Data provided Block Start
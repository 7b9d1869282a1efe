//! Chat-completion client for the text-generation API.

use anyhow::{Context, Result};
use serde::{Deserialize, Serialize};
use std::time::Duration;
use thiserror::Error;

use super::prompt::ChatMessage;
use crate::config::ApiConfig;
use crate::http::{self, FetchError};

const COMPLETIONS_PATH: &str = "llm/v1/chat/completions";

#[derive(Debug, Error)]
pub enum RewriteError {
    #[error("request failed: {0}")]
    Transport(#[from] FetchError),
    #[error("API returned HTTP {0}")]
    Status(u32),
    #[error("encode request: {0}")]
    Encode(#[source] serde_json::Error),
    #[error("decode response: {0}")]
    Decode(#[source] serde_json::Error),
    #[error("response had no completion text")]
    EmptyResponse,
}

/// Something that turns a conversation into one completion.
pub trait CompletionApi {
    fn complete(&self, messages: &[ChatMessage], temperature: f64) -> Result<String, RewriteError>;
}

#[derive(Debug, Serialize)]
struct ChatRequest<'a> {
    messages: &'a [ChatMessage],
    temperature: f64,
}

#[derive(Debug, Deserialize)]
struct ChatResponse {
    choices: Vec<Choice>,
}

#[derive(Debug, Deserialize)]
struct Choice {
    message: ChoiceMessage,
}

#[derive(Debug, Deserialize)]
struct ChoiceMessage {
    #[serde(default)]
    content: Option<String>,
}

/// Extracts `choices[0].message.content`, trimmed.
fn parse_completion(body: &[u8]) -> Result<String, RewriteError> {
    let resp: ChatResponse = serde_json::from_slice(body).map_err(RewriteError::Decode)?;
    let text = resp
        .choices
        .into_iter()
        .next()
        .and_then(|c| c.message.content)
        .map(|s| s.trim().to_string())
        .unwrap_or_default();
    if text.is_empty() {
        return Err(RewriteError::EmptyResponse);
    }
    Ok(text)
}

/// Completion endpoint under `base_url`, keeping any path prefix on the base.
pub fn completions_endpoint(base_url: &str) -> Result<String> {
    let mut base = url::Url::parse(base_url.trim())
        .with_context(|| format!("invalid API base URL: {}", base_url))?;
    if !base.path().ends_with('/') {
        let path = format!("{}/", base.path());
        base.set_path(&path);
    }
    let endpoint = base
        .join(COMPLETIONS_PATH)
        .with_context(|| format!("build completions URL from {}", base_url))?;
    Ok(endpoint.into())
}

/// Blocking client for the built-in text-generation API.
#[derive(Debug, Clone)]
pub struct ForgeClient {
    endpoint: String,
    api_key: Option<String>,
    timeout: Duration,
}

impl ForgeClient {
    pub fn new(endpoint: String, api_key: Option<String>, timeout: Duration) -> Self {
        Self {
            endpoint,
            api_key,
            timeout,
        }
    }

    pub fn from_config(api: &ApiConfig, timeout: Duration) -> Result<Self> {
        let endpoint = completions_endpoint(&api.base_url)?;
        Ok(Self::new(endpoint, api.api_key.clone(), timeout))
    }

    pub fn endpoint(&self) -> &str {
        &self.endpoint
    }
}

impl CompletionApi for ForgeClient {
    fn complete(&self, messages: &[ChatMessage], temperature: f64) -> Result<String, RewriteError> {
        let body = serde_json::to_vec(&ChatRequest {
            messages,
            temperature,
        })
        .map_err(RewriteError::Encode)?;

        let auth = format!("Bearer {}", self.api_key.as_deref().unwrap_or(""));
        let resp = http::post_json(
            &self.endpoint,
            &[("Authorization", auth.as_str())],
            &body,
            self.timeout,
        )?;
        if resp.status != 200 {
            return Err(RewriteError::Status(resp.status));
        }
        parse_completion(&resp.body)
    }
}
Data provided Block End
### Task
Look in the material above for the line with "let endpoint = base" and the line with "pub fn from_config(api: &ApiConfig, timeout: Duration)", and transcribe exactly those lines and all lines between them, nothing more.

### Output of the task
    let endpoint = base
        .join(COMPLETIONS_PATH)
        .with_context(|| format!("build completions URL from {}", base_url))?;
    Ok(endpoint.into())
}

/// Blocking client for the built-in text-generation API.
#[derive(Debug, Clone)]
pub struct ForgeClient {
    endpoint: String,
    api_key: Option<String>,
    timeout: Duration,
}

impl ForgeClient {
    pub fn new(endpoint: String, api_key: Option<String>, timeout: Duration) -> Self {
        Self {
            endpoint,
            api_key,
            timeout,
        }
    }

    pub fn from_config(api: &ApiConfig, timeout: Duration) -> Result<Self> {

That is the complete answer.